**Collected data:**
▶

// src/db/product_repo.rs

use chrono::{DateTime, Utc};
use uuid::Uuid;

use crate::{
    common::error::AppError,
    db::store::{newest_first, Tables},
    models::product::{NewProduct, Product, ProductPatch, DEFAULT_LOW_STOCK_THRESHOLD},
};

// Repositório de produtos. Não guarda estado: recebe as tabelas já travadas
// pelo service, como um executor dentro de uma transação.
#[derive(Debug, Clone, Default)]
pub struct ProductRepository;

impl ProductRepository {
    pub fn new() -> Self {
        Self
    }

    // ---
    // Leitura
    // ---

    /// Todos os produtos, do mais novo para o mais antigo (`created_at`).
    pub fn get_all(&self, tables: &Tables) -> Vec<Product> {
        newest_first(tables.products.values(), |p| p.created_at)
    }

    pub fn find_by_id(&self, tables: &Tables, id: Uuid) -> Option<Product> {
        tables.products.get(&id).cloned()
    }

    pub fn find_by_sku(&self, tables: &Tables, sku: &str) -> Option<Product> {
        tables.products.values().find(|p| p.sku == sku).cloned()
    }

    // ---
    // Escrita
    // ---

    /// Insere um produto novo. Unicidade de SKU é responsabilidade de quem chama.
    pub fn create(&self, tables: &mut Tables, new: NewProduct, now: DateTime<Utc>) -> Product {
        let product = Product {
            id: Uuid::new_v4(),
            name: new.name,
            sku: new.sku,
            description: new.description.filter(|d| !d.is_empty()),
            category: new.category,
            price: new.price,
            stock: new.stock.unwrap_or(0),
            low_stock_threshold: new.low_stock_threshold.unwrap_or(DEFAULT_LOW_STOCK_THRESHOLD),
            created_at: now,
            updated_at: now,
        };
        tables.products.insert(product.id, product.clone());
        product
    }

    /// Aplica o patch numa cópia e substitui o registro.
    pub fn update(
        &self,
        tables: &mut Tables,
        id: Uuid,
        patch: &ProductPatch,
        now: DateTime<Utc>,
    ) -> Result<Product, AppError> {
        let existing = tables.products.get(&id).ok_or(AppError::ProductNotFound)?;
        let updated = existing.with_patch(patch, now);
        tables.products.insert(id, updated.clone());
        Ok(updated)
    }

    /// Remove o produto; `false` se ele não existia. Vendas e movimentações ficam órfãs.
    pub fn delete(&self, tables: &mut Tables, id: Uuid) -> bool {
        tables.products.shift_remove(&id).is_some()
    }

    /// Soma `delta` ao saldo. Só as regras de estoque chamam isto.
    pub(crate) fn apply_stock_delta(
        &self,
        tables: &mut Tables,
        id: Uuid,
        delta: i32,
        now: DateTime<Utc>,
    ) -> Result<Product, AppError> {
        let product = tables.products.get_mut(&id).ok_or(AppError::ProductNotFound)?;
        product.stock = product
            .stock
            .checked_add(delta)
            .ok_or_else(|| anyhow::anyhow!("stock overflow on product {id}"))?;
        product.updated_at = now;
        Ok(product.clone())
    }
}
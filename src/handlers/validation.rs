// src/handlers/validation.rs

use rust_decimal::Decimal;
use uuid::Uuid;
use validator::{ValidationError, ValidationErrors};

use crate::common::error::AppError;

pub const MAX_PRICE_SCALE: u32 = 2;
pub const MAX_PRICE_UNITS: i64 = 1_000_000_000_000;

// ---
// Validação Customizada de valores monetários
// ---
pub fn validate_price(val: &Decimal) -> Result<(), ValidationError> {
    if val.is_sign_negative() && !val.is_zero() {
        let mut err = ValidationError::new("price_negative");
        err.add_param("min".into(), &0.0);
        return Err(err);
    }
    if *val > Decimal::from(MAX_PRICE_UNITS) {
        let mut err = ValidationError::new("price_max");
        err.add_param("max".into(), &MAX_PRICE_UNITS);
        return Err(err);
    }
    // "185.50" e "185.5" são aceitos; "185.505" não
    if val.normalize().scale() > MAX_PRICE_SCALE {
        let mut err = ValidationError::new("price_scale");
        err.add_param("max_scale".into(), &MAX_PRICE_SCALE);
        return Err(err);
    }
    Ok(())
}

/// Valida um preço opcional, acumulando o erro no campo dado.
pub fn check_optional_price(errors: &mut ValidationErrors, field: &'static str, val: Option<&Decimal>) {
    if let Some(val) = val {
        if let Err(e) = validate_price(val) {
            errors.add(field, e);
        }
    }
}

/// Junta o resultado do `validate()` derivado com as checagens manuais.
pub fn finish<F>(derived: Result<(), ValidationErrors>, manual: F) -> Result<(), AppError>
where
    F: FnOnce(&mut ValidationErrors),
{
    let mut errors = derived.err().unwrap_or_else(ValidationErrors::new);
    manual(&mut errors);
    if errors.is_empty() {
        Ok(())
    } else {
        Err(AppError::ValidationError(errors))
    }
}

/// Erro de validação de um único campo (query strings).
pub fn field_error(field: &'static str, code: &'static str) -> AppError {
    let mut errors = ValidationErrors::new();
    errors.add(field, ValidationError::new(code));
    AppError::ValidationError(errors)
}

/// Id vindo da URL. Um id malformado não pode existir, então vira 404.
pub fn parse_path_id(raw: &str, not_found: AppError) -> Result<Uuid, AppError> {
    Uuid::parse_str(raw).map_err(|_| not_found)
}

#[cfg(test)]
mod tests {
    use super::*;
    use rust_decimal_macros::dec;

    #[test]
    fn prices_must_be_non_negative_with_two_decimals() {
        assert!(validate_price(&dec!(185.50)).is_ok());
        assert!(validate_price(&dec!(185.500)).is_ok());
        assert!(validate_price(&Decimal::ZERO).is_ok());
        assert_eq!(validate_price(&dec!(-1)).unwrap_err().code, "price_negative");
        assert_eq!(validate_price(&dec!(0.105)).unwrap_err().code, "price_scale");
    }

    #[test]
    fn prices_have_an_upper_bound() {
        assert!(validate_price(&Decimal::from(MAX_PRICE_UNITS)).is_ok());
        assert_eq!(validate_price(&dec!(1000000000000.01)).unwrap_err().code, "price_max");
        assert_eq!(validate_price(&Decimal::MAX).unwrap_err().code, "price_max");
    }

    #[test]
    fn finish_keeps_manual_errors() {
        let result = finish(Ok(()), |errors| {
            check_optional_price(errors, "unitPrice", Some(&dec!(-3)));
            check_optional_price(errors, "totalPrice", None);
        });
        match result {
            Err(AppError::ValidationError(errors)) => {
                let fields = errors.field_errors();
                assert_eq!(fields.len(), 1);
                assert!(fields.contains_key("unitPrice"));
            }
            other => panic!("expected validation error, got {other:?}"),
        }
    }
}
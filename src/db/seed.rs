// src/db/seed.rs

use chrono::{Duration, Utc};
use rust_decimal::Decimal;
use uuid::Uuid;

use crate::{
    db::{ProductRepository, SalesRepository, Store},
    models::{product::NewProduct, sales::Sale},
};

// (nome, sku, descrição, categoria, preço em centavos, estoque, limite)
const DEMO_PRODUCTS: &[(&str, &str, &str, &str, i64, i32, i32)] = &[
    ("Biltong Dry Wors", "BLT-001", "Traditional South African beef jerky - 500g pack", "Food & Beverages", 18550, 145, 20),
    ("Rooibos Tea Premium", "RBT-002", "Premium organic Rooibos tea from the Western Cape - 100 bags", "Food & Beverages", 8995, 18, 25),
    ("Springbok Rugby Jersey", "SBJ-003", "Official Springboks rugby jersey - 2023 World Cup edition", "Clothing & Sports", 129900, 67, 15),
    ("Amarula Cream Liqueur", "AML-004", "Premium South African cream liqueur - 750ml", "Food & Beverages", 24999, 8, 30),
    ("Ndebele Beadwork Bracelet", "NDB-005", "Handcrafted traditional Ndebele beadwork bracelet", "Arts & Crafts", 12500, 24, 20),
    ("Protea Flower Seeds", "PFS-006", "King Protea flower seeds - South Africa's national flower", "Garden & Plants", 4550, 156, 50),
    ("Cape Town Table Mountain Print", "CTM-007", "Framed photographic print of Table Mountain - A3 size", "Arts & Crafts", 19500, 3, 10),
    ("Boerewors Spice Mix", "BSM-008", "Traditional South African sausage spice mix - 100g", "Food & Beverages", 3575, 89, 25),
];

// (índice do produto, quantidade, dias atrás)
const DEMO_SALES: &[(usize, i32, i64)] = &[(0, 3, 1), (1, 2, 2), (2, 1, 3)];

/// Carrega o catálogo de demonstração e algumas vendas históricas.
/// O saldo dos produtos já reflete essas vendas, então elas não movimentam estoque.
pub fn seed_demo_data(store: &Store) {
    let products_repo = ProductRepository::new();
    let sales_repo = SalesRepository::new();
    let now = Utc::now();

    let mut tx = store.begin();

    let products: Vec<_> = DEMO_PRODUCTS
        .iter()
        .map(|&(name, sku, description, category, cents, stock, threshold)| {
            products_repo.create(
                &mut tx,
                NewProduct {
                    name: name.to_string(),
                    sku: sku.to_string(),
                    description: Some(description.to_string()),
                    category: category.to_string(),
                    price: Decimal::new(cents, 2),
                    stock: Some(stock),
                    low_stock_threshold: Some(threshold),
                },
                now,
            )
        })
        .collect();

    for &(index, quantity, days_ago) in DEMO_SALES {
        let product = &products[index];
        sales_repo.insert_historical(
            &mut tx,
            Sale {
                id: Uuid::new_v4(),
                product_id: product.id,
                quantity,
                unit_price: product.price,
                total_price: product.price * Decimal::from(quantity),
                sale_date: now - Duration::days(days_ago),
            },
        );
    }

    tracing::info!(
        products = products.len(),
        sales = DEMO_SALES.len(),
        "Dados de demonstração carregados"
    );
}

#[cfg(test)]
mod tests {
    use super::*;
    use crate::db::DashboardRepository;

    #[test]
    fn seeds_catalogue_and_history() {
        let store = Store::new();
        seed_demo_data(&store);

        let tables = store.read();
        assert_eq!(tables.products.len(), 8);
        assert_eq!(tables.sales.len(), 3);
        assert!(tables.stock_movements.is_empty());

        // 556.50 + 179.90 + 1299.00
        let metrics = DashboardRepository::new().get_metrics(&tables, Utc::now()).unwrap();
        assert_eq!(metrics.total_sales, 2035);
        assert_eq!(metrics.week_sales, 2035);
        // AML-004, CTM-007, RBT-002
        assert_eq!(metrics.low_stock_items, 3);
    }
}
pub mod error;
pub mod extract;
pub mod i18n;
// src/models/sales.rs

use chrono::{DateTime, Utc};
use rust_decimal::Decimal;
use serde::{Deserialize, Serialize};
use utoipa::ToSchema;
use uuid::Uuid;

use crate::models::product::Product;

// --- Venda (snapshot de preço no momento da venda) ---
#[derive(Debug, Clone, PartialEq, Serialize, Deserialize, ToSchema)]
#[serde(rename_all = "camelCase")]
pub struct Sale {
    pub id: Uuid,
    pub product_id: Uuid,
    #[schema(example = 3)]
    pub quantity: i32,
    #[schema(value_type = String, example = "185.50")]
    pub unit_price: Decimal,
    #[schema(value_type = String, example = "556.50")]
    pub total_price: Decimal,
    pub sale_date: DateTime<Utc>,
}

// Entrada da regra de venda. Sem `unit_price` usa o preço atual do produto;
// `total_price`, se vier, só é conferido.
#[derive(Debug, Clone)]
pub struct NewSale {
    pub product_id: Uuid,
    pub quantity: i32,
    pub unit_price: Option<Decimal>,
    pub total_price: Option<Decimal>,
}

// Venda + produto resolvido na leitura.
// `product` é `null` quando o produto já foi removido.
#[derive(Debug, Clone, Serialize, ToSchema)]
#[serde(rename_all = "camelCase")]
pub struct SaleWithProduct {
    #[serde(flatten)]
    pub sale: Sale,
    pub product: Option<Product>,
}

impl SaleWithProduct {
    pub fn product_available(&self) -> bool {
        self.product.is_some()
    }
}
pub mod app;
pub mod common;
pub mod config;
pub mod db;
pub mod docs;
pub mod handlers;
pub mod middleware;
pub mod models;
pub mod services;
// src/models/dashboard.rs

use rust_decimal::Decimal;
use serde::Serialize;
use utoipa::ToSchema;
use uuid::Uuid;

// 1. Cards do topo. Valores monetários já arredondados para unidades inteiras.
#[derive(Debug, Clone, PartialEq, Eq, Serialize, ToSchema)]
#[serde(rename_all = "camelCase")]
pub struct DashboardMetrics {
    pub total_products: usize,
    pub low_stock_items: usize,
    pub out_of_stock_items: usize,
    pub total_sales: i64,
    pub today_sales: i64,
    pub inventory_value: i64,
    pub week_sales: i64,
    pub month_sales: i64,
}

// 2. Alerta de estoque baixo
#[derive(Debug, Clone, PartialEq, Eq, Serialize, ToSchema)]
#[serde(rename_all = "camelCase")]
pub struct LowStockItem {
    pub id: Uuid,
    pub name: String,
    pub sku: String,
    pub stock: i32,
    pub low_stock_threshold: i32,
}

// 3. Vendas por categoria. `category` é null para vendas de produtos removidos.
#[derive(Debug, Clone, PartialEq, Serialize, ToSchema)]
#[serde(rename_all = "camelCase")]
pub struct CategorySalesEntry {
    pub category: Option<String>,
    #[schema(value_type = String, example = "736.40")]
    pub total_sales: Decimal,
    pub total_quantity: i64,
}

// 4. Top produtos (em valor vendido)
#[derive(Debug, Clone, PartialEq, Serialize, ToSchema)]
#[serde(rename_all = "camelCase")]
pub struct TopProductEntry {
    pub product_id: Uuid,
    pub name: Option<String>,
    pub sku: Option<String>,
    #[schema(value_type = String, example = "1299.00")]
    pub total_sales: Decimal,
    pub total_quantity: i64,
}

// 5. Gráfico mensal (últimos 12 meses)
#[derive(Debug, Clone, PartialEq, Serialize, ToSchema)]
#[serde(rename_all = "camelCase")]
pub struct MonthlySalesEntry {
    #[schema(example = "2024-05")]
    pub month: String,
    #[schema(value_type = String, example = "2035.40")]
    pub total: Decimal,
}

#[derive(Debug, Clone, PartialEq, Serialize, ToSchema)]
#[serde(rename_all = "camelCase")]
pub struct SalesReport {
    pub sales_by_category: Vec<CategorySalesEntry>,
    pub top_products: Vec<TopProductEntry>,
    pub monthly_sales: Vec<MonthlySalesEntry>,
}
// src/handlers/dashboard.rs

use axum::{extract::State, http::StatusCode, response::IntoResponse, Json};

use crate::{
    common::error::ApiError,
    config::AppState,
    middleware::i18n::Locale,
    models::dashboard::{DashboardMetrics, SalesReport},
};

// GET /api/dashboard/metrics
#[utoipa::path(
    get,
    path = "/api/dashboard/metrics",
    tag = "Dashboard",
    responses(
        (status = 200, description = "Totais do painel (valores arredondados para unidades inteiras)", body = DashboardMetrics),
        (status = 500, description = "Erro interno")
    )
)]
pub async fn get_metrics(
    State(app_state): State<AppState>,
    locale: Locale,
) -> Result<impl IntoResponse, ApiError> {
    let metrics = app_state
        .dashboard_service
        .get_metrics()
        .map_err(|app_err| app_err.to_api_error(&locale, &app_state.i18n_store))?;

    Ok((StatusCode::OK, Json(metrics)))
}

// GET /api/reports
#[utoipa::path(
    get,
    path = "/api/reports",
    tag = "Reports",
    responses(
        (status = 200, description = "Vendas por categoria, top 10 produtos e totais mensais dos últimos 12 meses", body = SalesReport),
        (status = 500, description = "Erro interno")
    )
)]
pub async fn get_sales_report(
    State(app_state): State<AppState>,
    locale: Locale,
) -> Result<impl IntoResponse, ApiError> {
    let report = app_state
        .dashboard_service
        .get_sales_report()
        .map_err(|app_err| app_err.to_api_error(&locale, &app_state.i18n_store))?;

    Ok((StatusCode::OK, Json(report)))
}
use anyhow::{Context, Result};
use chrono::{DateTime, Local};

use std::{
    fmt::{self, Display},
    fs,
    path::Path,
    time::Duration,
};

use crate::usd::Usd;

/// Name of the results file written to the working directory on every run.
pub const RESULTS_FILE: &str = "SalesResults.txt";

const TITLE: &str = "Sales total report";

/// The outcome of a run: the reconciled total plus run metadata.
///
/// To get the printable text block, use the [`Display`] implementation.
///
/// To persist it, use [`Report::save`], or [`Report::save_to`] for an
/// explicit path.
#[derive(Debug)]
pub struct Report {
    pub total: Usd,
    pub catalogue_file: String,
    pub sales_file: String,
    pub elapsed: Duration,
    pub timestamp: DateTime<Local>,
}

impl Report {
    /// Writes the rendered report to `path`, replacing whatever was there.
    ///
    /// # Errors
    ///
    /// Returns any error from creating or writing the file.
    pub fn save_to(&self, path: impl AsRef<Path>) -> Result<()> {
        fs::write(&path, self.to_string())
            .with_context(|| format!("writing results to {:?}", path.as_ref()))
    }

    /// Writes the rendered report to [`RESULTS_FILE`] in the current
    /// working directory, overwriting any previous run's results.
    ///
    /// # Errors
    ///
    /// Returns any error from creating or writing the file.
    pub fn save(&self) -> Result<()> {
        self.save_to(RESULTS_FILE)
    }
}

impl Display for Report {
    fn fmt(&self, f: &mut fmt::Formatter<'_>) -> fmt::Result {
        writeln!(f, "{TITLE}")?;
        writeln!(f, "{:-<width$}", "", width = TITLE.len())?;
        writeln!(f, "Generated: {}", self.timestamp.format("%Y-%m-%d %H:%M:%S"))?;
        writeln!(f, "Catalogue: {}", self.catalogue_file)?;
        writeln!(f, "Sales:     {}", self.sales_file)?;
        writeln!(f)?;
        writeln!(f, "Total cost: {} USD", self.total)?;
        writeln!(f, "Elapsed:    {:.6} seconds", self.elapsed.as_secs_f64())?;
        Ok(())
    }
}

◀

**Task to carry out:** Scan the data above and copy each line containing the word "Json".

**Response to this task:**
use axum::{extract::State, http::StatusCode, response::IntoResponse, Json};
    Ok((StatusCode::OK, Json(metrics)))
    Ok((StatusCode::OK, Json(report)))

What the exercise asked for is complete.